Here's some marketing that actually might deliver on its promise: A new line of pot-infused sparkling water includes a variety called "Joy." Find out more below, plus details on the newest unexpected meat Arby's is stuffing into its sandwiches. But first, some ominous news for marketers and agencies across the pond.

Storm clouds gathering

Business conditions in the U.K. are getting gloomier, forcing a pullback in marketing spending. The London-based marketing industry trade group Institute of Practitioners in Advertising reports that U.K. marketing budgets in the third quarter grew at their slowest rate since the fourth quarter of 2015. The results come from a survey of U.K. marketing professionals. It found 21 percent of respondents increased their marketing budgets in the quarter, while 18% revised downward. Negative factors include concerns about Brexit and the overall direction of the U.K. economy.

Theresa May, U.K. prime minister, speaks to reporters as she arrives ahead of a European Union (EU) leaders Brexit summit in Brussels, Belgium, on Wednesday, Oct. 17, 2018.
Theresa May, U.K. prime minister, speaks to reporters as she arrives ahead of a European Union (EU) leaders Brexit summit in Brussels, Belgium, on Wednesday, Oct. 17, 2018. Credit: Jasper Juinen/Bloomberg

The so-called Bellwether report projects ad spending growth of just 0.7 percent next year, before momentum picks up again from 2020 to 2022. "With ongoing Brexit uncertainty, it is perhaps no wonder that companies are having to be more cautious with their marketing spend and are inevitably increasingly downcast about their financial prospects," states Paul Bainsfair, director general of the trade group.

Winning Halloween

Spirit Halloween—best known for temporarily taking up empty storefronts in strip malls and charging high premiums to last-minute shoppers—beat all other retailers when it came to consumer clicks on Halloween-related product listing ads between Sept. 1 and Oct. 9, according to a recent report from Kantar Media.

Product listing ads typically appear at the very top of searches performed on Google and are accompanied by an image. The segment, also known as PLAs, is regarded as one of the largest revenue drivers for Google. According to a recent report by Merkle, PLAs produced 59 percent of all Google search ad clicks during the second quarter of this year. Spirit Halloween captured a 21.6 percent share on desktop search and 18 percent of all mobile clicks performed on Google during the Sept. 1-Oct. 9 period. Meanwhile, Kantar says the top keywords during the same time period were "Halloween decorations," "Halloween inflatables," "Halloween animatronics" and "Halloween lights."
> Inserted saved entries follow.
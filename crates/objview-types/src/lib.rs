pub mod error;
pub mod preview;

pub use error::{Error, Result};
pub use preview::{
    AccessKind, EntryPreview, Mode, Preview, PreviewKind, PreviewSubtype, PropertyPreview,
};
use crate::formatter::ValueFormatter;
use crate::policy::RenderPolicy;
use crate::tree::{DisplayTree, Segment};
use objview_types::{AccessKind, Error, Mode, Preview, PreviewKind, PreviewSubtype, Result};
use serde::Serialize;

/// Result of one render pass: the display tree plus whether it is a
/// complete account of the underlying value.
#[derive(Debug, Clone, PartialEq, Eq, Serialize)]
pub struct Rendered {
    pub tree: DisplayTree,
    pub lossless: bool,
}

/// Recursive preview renderer.
///
/// Walks an immutable [`Preview`] snapshot, applies the [`RenderPolicy`]
/// limit at every level, delegates leaves to the [`ValueFormatter`], and
/// returns a fresh `(tree, lossless)` pair from every call. The pass is a
/// pure computation: no I/O, no shared state, recursion bounded by the depth
/// the upstream capture already enforced.
///
/// Truncation marker caveat: the `", …"` marker reflects only the upstream
/// `overflow` flag. When brief mode's own limit hides members of a
/// non-overflowing preview, the output silently shows fewer members with no
/// marker. That asymmetry matches the upstream inspection UI and is kept
/// deliberately.
pub struct PreviewRenderer<'a, F: ValueFormatter + ?Sized> {
    formatter: &'a F,
    policy: RenderPolicy,
}

impl<'a, F: ValueFormatter + ?Sized> PreviewRenderer<'a, F> {
    pub fn new(formatter: &'a F) -> Self {
        Self::with_policy(formatter, RenderPolicy::default())
    }

    pub fn with_policy(formatter: &'a F, policy: RenderPolicy) -> Self {
        Self { formatter, policy }
    }

    /// Render one preview node, recursing into nested previews.
    ///
    /// The only error is a contract violation by the upstream producer: a
    /// value-kind property with neither a nested preview nor fallback text.
    pub fn render(&self, preview: &Preview, mode: Mode) -> Result<Rendered> {
        // Null and regexp previews are their formatted text, which is
        // definitionally complete, so upstream flags are ignored.
        if is_terminal_object(preview) {
            let mut tree = DisplayTree::new();
            tree.push(self.formatter.format_value(preview));
            return Ok(Rendered {
                tree,
                lossless: true,
            });
        }

        let mut tree = DisplayTree::new();

        // Class-name annotation for object previews that are neither arrays
        // nor plain objects.
        if preview.kind == PreviewKind::Object
            && preview.subtype != Some(PreviewSubtype::Array)
            && preview.description != Preview::PLAIN_OBJECT_LABEL
        {
            tree.push(Segment::TypeName(format!("{} ", preview.description)));
        }

        let lossless = if !preview.entries.is_empty() {
            self.append_entries(&mut tree, preview, mode)?
        } else if !preview.properties.is_empty() {
            self.append_properties(&mut tree, preview, mode)?
        } else {
            tree.push(self.formatter.format_value(preview));
            true
        };

        Ok(Rendered { tree, lossless })
    }

    /// Collection body: `{k => v, ...}`, or `[...]` for iterators.
    fn append_entries(&self, tree: &mut DisplayTree, preview: &Preview, mode: Mode) -> Result<bool> {
        // Named properties riding along with entries are not rendered here,
        // so their mere presence makes the body incomplete.
        let mut lossless = preview.lossless && preview.properties.is_empty();

        let is_iterator = preview.subtype == Some(PreviewSubtype::Iterator);
        tree.push_text(if is_iterator { "[" } else { "{" });

        let limit = match self.policy.limit_for(mode) {
            Some(limit) => preview.entries.len().min(limit),
            None => preview.entries.len(),
        };
        for (i, entry) in preview.entries.iter().take(limit).enumerate() {
            if i > 0 {
                tree.push_text(", ");
            }

            if let Some(key) = &entry.key {
                let rendered = self.render(key, mode)?;
                lossless &= rendered.lossless;
                tree.push(Segment::Nested(rendered.tree));
                tree.push_text(" => ");
            }

            let rendered = self.render(&entry.value, mode)?;
            lossless &= rendered.lossless;
            tree.push(Segment::Nested(rendered.tree));
        }

        // Marker driven by the upstream flag alone, never by the local limit.
        if preview.overflow {
            tree.push_text(", \u{2026}");
        }
        tree.push_text(if is_iterator { "]" } else { "}" });

        Ok(lossless)
    }

    /// Property body: `{name: value, ...}`, or `[...]` for arrays.
    fn append_properties(
        &self,
        tree: &mut DisplayTree,
        preview: &Preview,
        mode: Mode,
    ) -> Result<bool> {
        // Error properties are not shown inline; they belong in a full view.
        if preview.subtype == Some(PreviewSubtype::Error) {
            return Ok(false);
        }

        // Dates render as their formatted text alone. Any own property makes
        // that text an incomplete account, without rendering the property.
        if preview.subtype == Some(PreviewSubtype::Date) {
            return Ok(preview.properties.is_empty());
        }

        let is_array = preview.subtype == Some(PreviewSubtype::Array);
        tree.push_text(if is_array { "[" } else { "{" });

        let limit = self.policy.limit_for(mode).unwrap_or(usize::MAX);
        let mut shown = 0;
        for (index, property) in preview.properties.iter().enumerate() {
            if shown >= limit {
                break;
            }

            // Accessors are not evaluated by the capture, nothing to show.
            if property.access_kind == AccessKind::Accessor {
                continue;
            }

            // The constructor name is already visible as the annotation.
            if property.name == "constructor" {
                continue;
            }

            if shown > 0 {
                tree.push_text(", ");
            }
            shown += 1;

            // Array elements at their own index render as bare values.
            if !is_array || property.name != index.to_string() {
                tree.push(Segment::PropertyName(property.name.clone()));
                tree.push_text(": ");
            }

            if let Some(value) = &property.value {
                // The nested verdict is deliberately not folded in; this
                // body's verdict is the upstream flag returned below.
                let rendered = self.render(value, mode)?;
                tree.push(Segment::Nested(rendered.tree));
            } else if let Some(raw) = &property.raw_formatted {
                tree.push(self.formatter.format_raw(raw));
            } else {
                return Err(Error::PropertyWithoutValue(property.name.clone()));
            }
        }

        if preview.overflow {
            tree.push_text(", \u{2026}");
        }
        tree.push_text(if is_array { "]" } else { "}" });

        Ok(preview.lossless)
    }
}

fn is_terminal_object(preview: &Preview) -> bool {
    preview.kind == PreviewKind::Object
        && matches!(
            preview.subtype,
            Some(PreviewSubtype::Null) | Some(PreviewSubtype::Regexp)
        )
}
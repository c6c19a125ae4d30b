use clap::{Parser, Subcommand, ValueEnum};
use objview_types::Mode;
use std::path::PathBuf;

#[derive(Parser)]
#[command(name = "objview")]
#[command(about = "Render remote value-inspection preview documents as text", long_about = None)]
#[command(version)]
pub struct Cli {
    /// Disable ANSI colors even when stdout is a terminal
    #[arg(long, global = true)]
    pub no_color: bool,

    #[command(subcommand)]
    pub command: Commands,
}

#[derive(Subcommand)]
pub enum Commands {
    /// Render a preview document
    Render {
        /// Path to a preview JSON document
        file: PathBuf,

        #[arg(long, default_value = "full")]
        mode: ModeArg,

        /// Print the one-line title instead of the full preview
        #[arg(long)]
        title: bool,
    },

    /// Parse and render a preview, reporting the losslessness verdict.
    /// Exits non-zero when the rendering is not lossless.
    Check {
        /// Path to a preview JSON document
        file: PathBuf,

        #[arg(long, default_value = "full")]
        mode: ModeArg,
    },
}

#[derive(Debug, Clone, Copy, ValueEnum)]
pub enum ModeArg {
    Brief,
    Full,
}

impl From<ModeArg> for Mode {
    fn from(arg: ModeArg) -> Self {
        match arg {
            ModeArg::Brief => Mode::Brief,
            ModeArg::Full => Mode::Full,
        }
    }
}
Tmall provides a data haul

Tmall, the marketplace for brands within Alibaba Group, China's Amazon rival, is expanding its retail innovation department, Tmall Innovation Centre. The group has forged a new partnership with 10 research and data tech firms, including Nielsen Co. and Euromonitor, and will provide them with consumer insights and data from its shoppers.

Staying regular

A century into its existence, Sunsweet Growers has a new agency. The Yuba City, California-based brand has appointed Barker as its agency-of-record. A 30-second spot touts prunes as "the feel good fruit," with song lyrics that include, "It feels good, to feel good." Indeed.

Now starring for Panera

Celebrity chef Marcus Samuelsson is stumping for Panera. He appears in "Food Interrupted," a Panera-produced six-week digital video series about what's in what we eat. Chefs and others are featured in weekly videos on grains, plant-based diets, sugar, eggs, meat, and clean eating. Panera is also now disclosing the nutritional content of its whole grains breads, and says it's the first national chain to do so. Actor Rainn Wilson is also featured in the series, which concludes in mid-November.

Duck hunt

A seared duck breast sandwich flies in (sorry) to 16 Arby's locations on Oct. 20. Duck isn't Arby's first foray into somewhat unexpected meats. The "we have the meats" chain last year served a venison sandwich nationwide and had an elk sandwich in select markets. Now, it has plucked a select group of restaurants near duck hunting spots, like Jonesboro, Arkansas and Chico, California, to serve an unspecified number of the sandwiches for a limited time during duck hunting season. The duck breast in the sandwich, sourced from Maple Leaf Farms, is seared and then cooked Sous Vide, and comes topped with crispy onions and a smoked cherry sauce on a toasted bun. A video promoting the sandwich swaps in a duck for the Arby's hat in the logo.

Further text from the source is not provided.